Baby’s Almost Mobile: How to Baby-Proof Your Home
If your little one is on the move and close to her first steps, it might be time to baby-proof your home. You may already have basic precautionary measures in place, but now that your child is becoming mobile, there is a whole new set of things to consider.
As noted by KidsHealth.Org, one of the top reasons children under 3 years old go to the emergency room is household injuries. Kids Health says the best way to keep children from getting injured is to always be aware of what they are doing so you can step in when necessary. If something does happen, however, make sure there are always emergency numbers by the phone, a first-aid kit is readily available, and the caregiver knows CPR and the Heimlich maneuver.

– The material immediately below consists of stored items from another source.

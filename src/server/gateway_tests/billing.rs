use std::sync::Arc;

use axum::body::Body;
use axum::http::{Request, StatusCode};
use axum::routing::post as post_route;
use axum::{Json, Router};
use hmac::{Hmac, Mac};
use parking_lot::Mutex;
use serde_json::{json, Value};
use sha2::Sha256;

use super::common::*;
use crate::server::account::{SubscriptionStatus, SubscriptionUpdate};
use crate::server::plans::PlanType;
use crate::server::store::unix_ms;
use crate::server::upstream::Vendor;

const WEBHOOK_SECRET: &str = "whsec_test";

fn signature_for(secret: &str, ts: u64, body: &str) -> String {
    let mut mac = Hmac::<Sha256>::new_from_slice(secret.as_bytes()).unwrap();
    mac.update(format!("{ts}.{body}").as_bytes());
    format!("t={ts},v1={}", hex::encode(mac.finalize().into_bytes()))
}

fn webhook_request(body: &str, signature: &str) -> Request<Body> {
    Request::builder()
        .method("POST")
        .uri("/billing/webhook")
        .header("content-type", "application/json")
        .header("stripe-signature", signature)
        .body(Body::from(body.to_string()))
        .unwrap()
}

fn subscription_updated(user: &str, price: &str) -> String {
    json!({
        "id": "evt_1",
        "type": "customer.subscription.updated",
        "data": { "object": {
            "id": "sub_1",
            "customer": "cus_1",
            "status": "active",
            "metadata": { "userId": user },
            "items": { "data": [ { "price": { "id": price } } ] }
        }}
    })
    .to_string()
}

fn billing_app() -> TestApp {
    let t = test_app();
    t.state.secrets.set_webhook_secret(WEBHOOK_SECRET).unwrap();
    t
}

#[tokio::test]
async fn bad_signature_changes_nothing() {
    let t = billing_app();
    t.state.store.seed_trial("u1", unix_ms()).unwrap();
    let before = t.state.store.get_user("u1").unwrap();

    let body = subscription_updated("u1", "price_pro");
    let now = unix_ms() / 1000;
    for sig in [
        signature_for("wrong-secret", now, &body),
        signature_for(WEBHOOK_SECRET, now - 3_600, &body),
        format!("t={now},v1=deadbeef"),
        "garbage".to_string(),
    ] {
        let (status, _, _) = send(&t.app, webhook_request(&body, &sig)).await;
        assert_eq!(status, StatusCode::BAD_REQUEST, "signature {sig}");
    }

    // Signed over a different body.
    let sig = signature_for(WEBHOOK_SECRET, now, &subscription_updated("u1", "price_team"));
    let (status, _, _) = send(&t.app, webhook_request(&body, &sig)).await;
    assert_eq!(status, StatusCode::BAD_REQUEST);

    assert_eq!(t.state.store.get_user("u1").unwrap(), before);
}

#[tokio::test]
async fn subscription_update_activates_plan_from_price_id() {
    let t = billing_app();
    t.state.store.seed_trial("u1", unix_ms()).unwrap();

    let body = subscription_updated("u1", "price_pro");
    let sig = signature_for(WEBHOOK_SECRET, unix_ms() / 1000, &body);
    let (status, _, resp) = send(&t.app, webhook_request(&body, &sig)).await;
    assert_eq!(status, StatusCode::OK);
    assert_eq!(resp, json!({ "received": true }));

    let user = t.state.store.get_user("u1").unwrap().unwrap();
    assert_eq!(user.subscription_status, Some(SubscriptionStatus::Active));
    assert_eq!(user.plan_type, PlanType::Pro);
    assert_eq!(user.customer_id.as_deref(), Some("cus_1"));
    assert!(user.trial_started_at_unix_ms.is_some());

    let (_, _, trial) = send(&t.app, get_as("/trial", "u1")).await;
    assert_eq!(trial["isSubscribed"], true);
}

#[tokio::test]
async fn customer_only_events_resolve_through_stored_customer() {
    let t = billing_app();
    t.state
        .store
        .update_subscription(
            "u7",
            &SubscriptionUpdate {
                status: Some(SubscriptionStatus::Active),
                plan_type: Some(PlanType::Team),
                customer_id: Some("cus_7".to_string()),
                ..Default::default()
            },
            unix_ms(),
        )
        .unwrap();

    let body = json!({
        "type": "customer.subscription.deleted",
        "data": { "object": { "id": "sub_7", "customer": "cus_7" } }
    })
    .to_string();
    let sig = signature_for(WEBHOOK_SECRET, unix_ms() / 1000, &body);
    let (status, _, _) = send(&t.app, webhook_request(&body, &sig)).await;
    assert_eq!(status, StatusCode::OK);

    let user = t.state.store.get_user("u7").unwrap().unwrap();
    assert_eq!(user.subscription_status, Some(SubscriptionStatus::Canceled));
    assert_eq!(user.plan_type, PlanType::Free);

    // Unknown customers are acknowledged and logged, not retried forever.
    let body = json!({
        "type": "customer.subscription.deleted",
        "data": { "object": { "customer": "cus_ghost" } }
    })
    .to_string();
    let sig = signature_for(WEBHOOK_SECRET, unix_ms() / 1000, &body);
    let (status, _, _) = send(&t.app, webhook_request(&body, &sig)).await;
    assert_eq!(status, StatusCode::OK);
    assert!(t
        .state
        .store
        .list_events(20)
        .iter()
        .any(|e| e.code == "billing_unknown_customer"));
}

#[tokio::test]
async fn unrelated_events_are_acknowledged() {
    let t = billing_app();
    let body = json!({ "type": "invoice.paid", "data": { "object": {} } }).to_string();
    let sig = signature_for(WEBHOOK_SECRET, unix_ms() / 1000, &body);
    let (status, _, resp) = send(&t.app, webhook_request(&body, &sig)).await;
    assert_eq!(status, StatusCode::OK);
    assert_eq!(resp["received"], true);
}

#[tokio::test]
async fn webhook_without_secret_is_refused() {
    let t = test_app();
    let body = subscription_updated("u1", "price_pro");
    let sig = signature_for(WEBHOOK_SECRET, unix_ms() / 1000, &body);
    let (status, _, _) = send(&t.app, webhook_request(&body, &sig)).await;
    assert_eq!(status, StatusCode::INTERNAL_SERVER_ERROR);
    assert!(t.state.store.get_user("u1").unwrap().is_none());
}

#[tokio::test]
async fn checkout_creates_a_session_for_the_plan_price() {
    let captured: Arc<Mutex<Option<String>>> = Arc::new(Mutex::new(None));
    let captured2 = captured.clone();
    let provider = Router::new().route(
        "/v1/checkout/sessions",
        post_route(move |body: String| {
            *captured2.lock() = Some(body);
            async move { Json(json!({ "id": "cs_1", "url": "https://pay.test/cs_1" })) }
        }),
    );
    let base_url = spawn_mock(provider).await;

    let mut cfg = test_config();
    cfg.vendors.billing.base_url = base_url;
    let t = test_app_with(cfg);
    t.state.secrets.set_vendor_key(Vendor::Billing, "sk_billing").unwrap();

    let (status, _, body) = send(
        &t.app,
        post_json_as("/billing/checkout", "u1", &json!({ "planType": "pro" })),
    )
    .await;
    assert_eq!(status, StatusCode::OK);
    assert_eq!(body["url"], "https://pay.test/cs_1");

    let form = captured.lock().clone().unwrap();
    assert!(form.contains("price_pro"));
    assert!(form.contains("client_reference_id=u1"));
    assert!(form.contains("mode=subscription"));

    let (status, _, _) = send(
        &t.app,
        post_json_as("/billing/checkout", "u1", &json!({ "planType": "free" })),
    )
    .await;
    assert_eq!(status, StatusCode::BAD_REQUEST);

    let (status, _, resp): (StatusCode, _, Value) = send(
        &t.app,
        post_json_as("/billing/checkout", "u1", &json!({ "planType": "platinum" })),
    )
    .await;
    assert_eq!(status, StatusCode::BAD_REQUEST);
    assert_eq!(resp["error"]["type"], "invalid_request");
}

When children start walking, sometimes they can be gone before you know it. They are ready to explore and have a new means of getting around on their own, so they may get into things they aren’t supposed to. To make your house safer for a new toddler, try the following tips for childproofing your home.
Just because the baby is up and moving, it doesn’t mean she is ready to have run of the whole house. According to the Consumer Product Safety Commission (CPSC), safety gates can keep your baby from falling down stairs, climbing up them and entering areas with potential safety risks. When purchasing gates for childproofing your home, be sure to choose ones that meet all up-to-date safety standards.
Cover Door Knobs
Now that your baby is on her feet, she may be in reach of door handles she couldn’t touch before. While it may seem exciting to be able to find out what’s behind the door, some rooms may not be safe for babies. If this is the case, the CPSC suggests buying door knob covers, which make it difficult for most children to turn the handle.
Limit Hot Water
With the added height from being on their feet, babies may be able to reach bathtub knobs or get their hands under faucets. The National Safety Council suggests using a mixer faucet in the shower or tub. This protects you from unexpected changes in water supply by mixing the hot and cold water to keep a consistent temperature. The Council also recommends setting your hot water temperature to no higher than 120 degrees Fahrenheit to help prevent burns and scalding on little fingers.

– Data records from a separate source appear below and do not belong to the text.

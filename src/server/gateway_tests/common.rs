use axum::body::Body;
use axum::http::{header, HeaderMap, Request, StatusCode};
use axum::Router;
use serde_json::Value;
use tower::ServiceExt;

use crate::server::admin_session::issue_token;
use crate::server::config::AppConfig;
use crate::server::gateway::{build_router, open_store_dir, GatewayState};
use crate::server::secrets::SecretStore;
use crate::server::store::unix_ms;

pub(super) const ADMIN_PASSWORD: &str = "correct horse";

pub(super) struct TestApp {
    // Keeps the store and secrets directory alive for the test's duration.
    pub _tmp: tempfile::TempDir,
    pub state: GatewayState,
    pub app: Router,
}

pub(super) fn test_config() -> AppConfig {
    let mut cfg = AppConfig::default_config();
    cfg.listen.port = 0;
    cfg.vendors.request_timeout_seconds = 5;
    cfg.plans.pro.price_id = "price_pro".to_string();
    cfg.plans.team.price_id = "price_team".to_string();
    cfg
}

pub(super) fn test_app_with(cfg: AppConfig) -> TestApp {
    let tmp = tempfile::tempdir().expect("tempdir");
    let store = open_store_dir(tmp.path().join("data")).expect("store");
    let secrets = SecretStore::new(tmp.path().join("secrets.json"));
    secrets.set_admin_password(ADMIN_PASSWORD).expect("admin password");
    secrets.ensure_session_key().expect("session key");
    let state = GatewayState::new(cfg, store, secrets);
    let app = build_router(state.clone());
    TestApp {
        _tmp: tmp,
        state,
        app,
    }
}

pub(super) fn test_app() -> TestApp {
    test_app_with(test_config())
}

pub(super) fn get(uri: &str) -> Request<Body> {
    Request::builder().uri(uri).body(Body::empty()).unwrap()
}

pub(super) fn get_as(uri: &str, user_id: &str) -> Request<Body> {
    Request::builder()
        .uri(uri)
        .header("x-user-id", user_id)
        .body(Body::empty())
        .unwrap()
}

pub(super) fn post_json(uri: &str, body: &Value) -> Request<Body> {
    Request::builder()
        .method("POST")
        .uri(uri)
        .header(header::CONTENT_TYPE, "application/json")
        .body(Body::from(body.to_string()))
        .unwrap()
}

pub(super) fn post_json_as(uri: &str, user_id: &str, body: &Value) -> Request<Body> {
    Request::builder()
        .method("POST")
        .uri(uri)
        .header(header::CONTENT_TYPE, "application/json")
        .header("x-user-id", user_id)
        .body(Body::from(body.to_string()))
        .unwrap()
}

pub(super) fn with_cookie(mut req: Request<Body>, cookie: &str) -> Request<Body> {
    req.headers_mut()
        .insert(header::COOKIE, cookie.parse().unwrap());
    req
}

pub(super) async fn send(app: &Router, req: Request<Body>) -> (StatusCode, HeaderMap, Value) {
    let resp = app.clone().oneshot(req).await.unwrap();
    let status = resp.status();
    let headers = resp.headers().clone();
    let bytes = axum::body::to_bytes(resp.into_body(), usize::MAX)
        .await
        .unwrap();
    let body = if bytes.is_empty() {
        Value::Null
    } else {
        serde_json::from_slice(&bytes).unwrap_or(Value::Null)
    };
    (status, headers, body)
}

/// Logs in through the API and returns the `name=value` pair to send back.
pub(super) async fn admin_cookie(app: &Router) -> String {
    let (status, headers, _) = send(
        app,
        post_json(
            "/admin/login",
            &serde_json::json!({ "password": ADMIN_PASSWORD }),
        ),
    )
    .await;
    assert_eq!(status, StatusCode::OK);
    let set_cookie = headers
        .get(header::SET_COOKIE)
        .and_then(|v| v.to_str().ok())
        .unwrap()
        .to_string();
    set_cookie.split(';').next().unwrap().to_string()
}

/// A correctly signed token issued `age_ms` ago.
pub(super) fn aged_admin_cookie(state: &GatewayState, age_ms: u64) -> String {
    let key = state.secrets.get_session_key().unwrap();
    let token = issue_token(&key, unix_ms() - age_ms).unwrap();
    format!("admin_session={token}")
}

/// Serve `app` on an ephemeral localhost port and return its base URL.
pub(super) async fn spawn_mock(app: Router) -> String {
    let listener = tokio::net::TcpListener::bind("127.0.0.1:0").await.unwrap();
    let addr = listener.local_addr().unwrap();
    tokio::spawn(async move {
        let _ = axum::serve(listener, app).await;
    });
    format!("http://{}:{}", addr.ip(), addr.port())
}
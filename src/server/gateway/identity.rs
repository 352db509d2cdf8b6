use axum::http::{header, HeaderMap};

use super::GatewayState;
use crate::constants::USER_ID_HEADER;
use crate::server::admin_session;
use crate::server::error::ApiError;
use crate::server::store::unix_ms;

fn bearer_token(auth: &str) -> Option<&str> {
    let s = auth.trim();
    let prefix = "Bearer ";
    let head = s.get(..prefix.len())?;
    if s.len() > prefix.len() && head.eq_ignore_ascii_case(prefix) {
        return s.get(prefix.len()..).map(str::trim);
    }
    None
}

/// Who is calling. Verified with the identity provider when one is configured,
/// otherwise taken from the header set by the trusted edge.
pub(super) async fn caller_id(st: &GatewayState, headers: &HeaderMap) -> Result<String, ApiError> {
    let verify_url = st.cfg.read().identity.verify_url.trim().to_string();
    if !verify_url.is_empty() {
        let token = headers
            .get(header::AUTHORIZATION)
            .and_then(|v| v.to_str().ok())
            .and_then(bearer_token)
            .filter(|t| !t.is_empty())
            .ok_or_else(|| ApiError::auth("missing bearer session token"))?;
        return st
            .upstream
            .verify_identity(&verify_url, token, st.request_timeout_seconds())
            .await;
    }

    headers
        .get(USER_ID_HEADER)
        .and_then(|v| v.to_str().ok())
        .map(str::trim)
        .filter(|s| !s.is_empty())
        .map(str::to_string)
        .ok_or_else(|| ApiError::auth(format!("missing {USER_ID_HEADER} header")))
}

pub(super) fn require_admin(st: &GatewayState, headers: &HeaderMap) -> Result<(), ApiError> {
    let Some(key) = st.secrets.get_session_key() else {
        return Err(ApiError::auth("admin sessions are not available"));
    };
    let Some(token) = admin_session::token_from_headers(headers) else {
        return Err(ApiError::auth("admin session required"));
    };
    if !admin_session::verify_token(&key, &token, unix_ms()) {
        return Err(ApiError::auth("admin session invalid or expired"));
    }
    Ok(())
}
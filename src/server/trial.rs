//! Trial window tracking.
//!
//! The window is derived on every read from `trialStartedAt`; the only write is the
//! initial seed for a user seen for the first time.

use serde::Serialize;

use super::account::UserRecord;
use super::store::{iso_from_unix_ms, Store};
use crate::constants::DAY_MS;

#[derive(Debug, Clone, Copy, PartialEq, Eq, Serialize)]
#[serde(rename_all = "camelCase")]
pub enum TrialPhase {
    NoTrial,
    Trialing,
    Expired,
    Subscribed,
}

#[derive(Debug, Clone, PartialEq, Serialize)]
#[serde(rename_all = "camelCase")]
pub struct TrialStatus {
    pub is_trialing: bool,
    pub is_subscribed: bool,
    #[serde(skip_serializing_if = "Option::is_none")]
    pub trial_started_at: Option<String>,
    #[serde(skip_serializing_if = "Option::is_none")]
    pub trial_ends_at: Option<String>,
    #[serde(skip_serializing_if = "Option::is_none")]
    pub days_left: Option<u64>,
    #[serde(skip_serializing_if = "Option::is_none")]
    pub trial_ended: Option<bool>,
    #[serde(skip)]
    pub phase: TrialPhase,
}

/// Whole days left in the window, rounded up and clamped at zero.
pub fn days_left(started_at_ms: u64, trial_days: u64, now_ms: u64) -> u64 {
    let ends_at = started_at_ms.saturating_add(trial_days.saturating_mul(DAY_MS));
    let remaining = ends_at.saturating_sub(now_ms);
    remaining.div_ceil(DAY_MS)
}

pub fn trial_phase(user: Option<&UserRecord>, trial_days: u64, now_ms: u64) -> TrialPhase {
    let Some(user) = user else {
        return TrialPhase::NoTrial;
    };
    if user.is_subscribed() {
        return TrialPhase::Subscribed;
    }
    match user.trial_started_at_unix_ms {
        None => TrialPhase::NoTrial,
        Some(started) if days_left(started, trial_days, now_ms) == 0 => TrialPhase::Expired,
        Some(_) => TrialPhase::Trialing,
    }
}

pub fn trial_status(user: Option<&UserRecord>, trial_days: u64, now_ms: u64) -> TrialStatus {
    let phase = trial_phase(user, trial_days, now_ms);
    let started = user.and_then(|u| u.trial_started_at_unix_ms);
    match (phase, started) {
        (TrialPhase::Trialing | TrialPhase::Expired, Some(started)) => {
            let left = days_left(started, trial_days, now_ms);
            let ends_at = started.saturating_add(trial_days.saturating_mul(DAY_MS));
            TrialStatus {
                is_trialing: left > 0,
                is_subscribed: false,
                trial_started_at: Some(iso_from_unix_ms(started)),
                trial_ends_at: Some(iso_from_unix_ms(ends_at)),
                days_left: Some(left),
                trial_ended: Some(left == 0),
                phase,
            }
        }
        _ => TrialStatus {
            is_trialing: false,
            is_subscribed: phase == TrialPhase::Subscribed,
            trial_started_at: None,
            trial_ends_at: None,
            days_left: None,
            trial_ended: None,
            phase,
        },
    }
}

/// Read the caller's trial state, starting the trial on first contact.
pub fn check_trial(
    store: &Store,
    user_id: &str,
    trial_days: u64,
    now_ms: u64,
) -> Result<TrialStatus, sled::Error> {
    let existing = store.get_user(user_id)?;
    let user = match existing {
        Some(u) if u.is_subscribed() || u.trial_started_at_unix_ms.is_some() => u,
        _ => {
            let seeded = store.seed_trial(user_id, now_ms)?;
            log::info!("trial started for user {user_id}");
            seeded
        }
    };
    Ok(trial_status(Some(&user), trial_days, now_ms))
}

Get Baby-Safe Window Coverings
Blinds or curtains with long cords or strings may pose a hazard for little ones who can reach them. The CPSC advises parents to purchase cordless window coverings, as a child could get stuck in the cord or be strangled if a loop gets wrapped around his or her neck. If you already have window coverings with cords, the Window Covering Safety Council can provide you with free retrofit safety kits to adjust your current ones.

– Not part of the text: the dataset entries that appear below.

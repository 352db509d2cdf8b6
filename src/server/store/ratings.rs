use super::time_and_keys::key_part;
use super::Store;
use crate::server::ratings::Rating;

impl Store {
    fn rating_key(scenario_id: &str, user_id: &str) -> String {
        format!("rating:{}:{}", key_part(scenario_id), key_part(user_id))
    }

    /// Insert or replace the caller's rating in one atomic read-modify-write.
    ///
    /// `createdAt` survives re-rating; `updatedAt` is always `now_ms`.
    pub fn upsert_rating(
        &self,
        scenario_id: &str,
        user_id: &str,
        rating: u8,
        now_ms: u64,
    ) -> Result<Rating, sled::Error> {
        let key = Self::rating_key(scenario_id, user_id);
        let mut written: Option<Rating> = None;
        self.db.update_and_fetch(key.as_bytes(), |old| {
            let created_at_unix_ms = old
                .and_then(Self::decode::<Rating>)
                .map(|r| r.created_at_unix_ms)
                .unwrap_or(now_ms);
            let next = Rating {
                scenario_id: scenario_id.to_string(),
                user_id: user_id.to_string(),
                rating,
                created_at_unix_ms,
                updated_at_unix_ms: now_ms,
            };
            let bytes = Self::encode(&next);
            written = Some(next);
            Some(bytes)
        })?;
        self.db.flush()?;
        written.ok_or_else(|| sled::Error::Unsupported("rating upsert wrote nothing".to_string()))
    }

    pub fn get_rating(&self, scenario_id: &str, user_id: &str) -> Result<Option<Rating>, sled::Error> {
        let key = Self::rating_key(scenario_id, user_id);
        Ok(self
            .db
            .get(key.as_bytes())?
            .and_then(|v| Self::decode::<Rating>(&v)))
    }

    fn scan_ratings(&self, prefix: &str) -> Result<Vec<Rating>, sled::Error> {
        let mut out = Vec::new();
        for res in self.db.scan_prefix(prefix.as_bytes()) {
            let (_, v) = res?;
            if let Some(r) = Self::decode::<Rating>(&v) {
                out.push(r);
            }
        }
        Ok(out)
    }

    pub fn list_scenario_ratings(&self, scenario_id: &str) -> Result<Vec<Rating>, sled::Error> {
        self.scan_ratings(&format!("rating:{}:", key_part(scenario_id)))
    }

    pub fn list_all_ratings(&self) -> Result<Vec<Rating>, sled::Error> {
        self.scan_ratings("rating:")
    }

    pub fn list_user_ratings(&self, user_id: &str) -> Result<Vec<Rating>, sled::Error> {
        let mut all = self.list_all_ratings()?;
        all.retain(|r| r.user_id == user_id);
        Ok(all)
    }
}
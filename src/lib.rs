mod app_state;
pub mod constants;
pub mod server;

use std::path::PathBuf;

use crate::app_state::build_state;
use crate::constants::DATA_DIR_ENV;
use crate::server::gateway::serve_in_background;

pub use crate::app_state::{load_or_init_config, AppState};

/// `$ROLEPLAY_DATA_DIR`, or `./user-data` next to the working directory.
fn data_dir() -> PathBuf {
    std::env::var(DATA_DIR_ENV)
        .ok()
        .filter(|v| !v.trim().is_empty())
        .map(PathBuf::from)
        .unwrap_or_else(|| PathBuf::from("user-data"))
}

async fn serve(user_data_dir: PathBuf) -> anyhow::Result<()> {
    let state = build_state(
        user_data_dir.join("config.toml"),
        user_data_dir.join("data"),
    )?;
    log::info!("config: {}", state.config_path.display());
    serve_in_background(state.gateway).await
}

pub fn run() -> anyhow::Result<()> {
    env_logger::Builder::from_env(env_logger::Env::default().default_filter_or("info")).init();

    let runtime = tokio::runtime::Builder::new_multi_thread()
        .enable_all()
        .build()?;
    runtime.block_on(serve(data_dir()))
}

Babies beginning to walk may be just about the height of various sharp edges in your home when on their feet. This means their heads could bump into tables or shelf corners if they are a little unsteady. To prevent cuts and bruises, the CPSC suggests parents get corner bumpers to soften the hard edges throughout the home.
Your baby taking her first steps can be an exciting and memorable occasion. Prepare for that special day so when your baby wants to explore, she can do it safely.